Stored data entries
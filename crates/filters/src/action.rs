use std::fmt;
use std::str::FromStr;

use crate::error::ParseActionError;

/// Outcome of filtering a localization file or entity.
///
/// Variants are ordered by strength, so combining candidates is a `max`:
/// `Error` beats `Warning`, which beats `Ignore`.
#[derive(Clone, Copy, Debug, Eq, Hash, Ord, PartialEq, PartialOrd)]
#[cfg_attr(feature = "serde", derive(serde::Serialize, serde::Deserialize))]
#[cfg_attr(feature = "serde", serde(rename_all = "lowercase"))]
pub enum FilterAction {
    /// Skip the comparison.
    Ignore,
    /// Compare and report problems without failing.
    Warning,
    /// Compare; missing or broken content is an error.
    Error,
}

impl FilterAction {
    /// Returns the configuration spelling of the action.
    #[must_use]
    pub const fn as_str(self) -> &'static str {
        match self {
            Self::Ignore => "ignore",
            Self::Warning => "warning",
            Self::Error => "error",
        }
    }
}

impl fmt::Display for FilterAction {
    fn fmt(&self, f: &mut fmt::Formatter<'_>) -> fmt::Result {
        f.write_str(self.as_str())
    }
}

impl FromStr for FilterAction {
    type Err = ParseActionError;

    fn from_str(s: &str) -> Result<Self, Self::Err> {
        match s {
            "ignore" => Ok(Self::Ignore),
            "warning" => Ok(Self::Warning),
            "error" => Ok(Self::Error),
            other => Err(ParseActionError::new(other)),
        }
    }
}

* Problem description *
What is needed is a verbatim copy of every line in the records above from the one containing "file or entity." down to the one containing "Ord, PartialEq, PartialOrd)]", both included, and nothing more.

* Answer for this exercise *
/// Outcome of filtering a localization file or entity.
///
/// Variants are ordered by strength, so combining candidates is a `max`:
/// `Error` beats `Warning`, which beats `Ignore`.
#[derive(Clone, Copy, Debug, Eq, Hash, Ord, PartialEq, PartialOrd)]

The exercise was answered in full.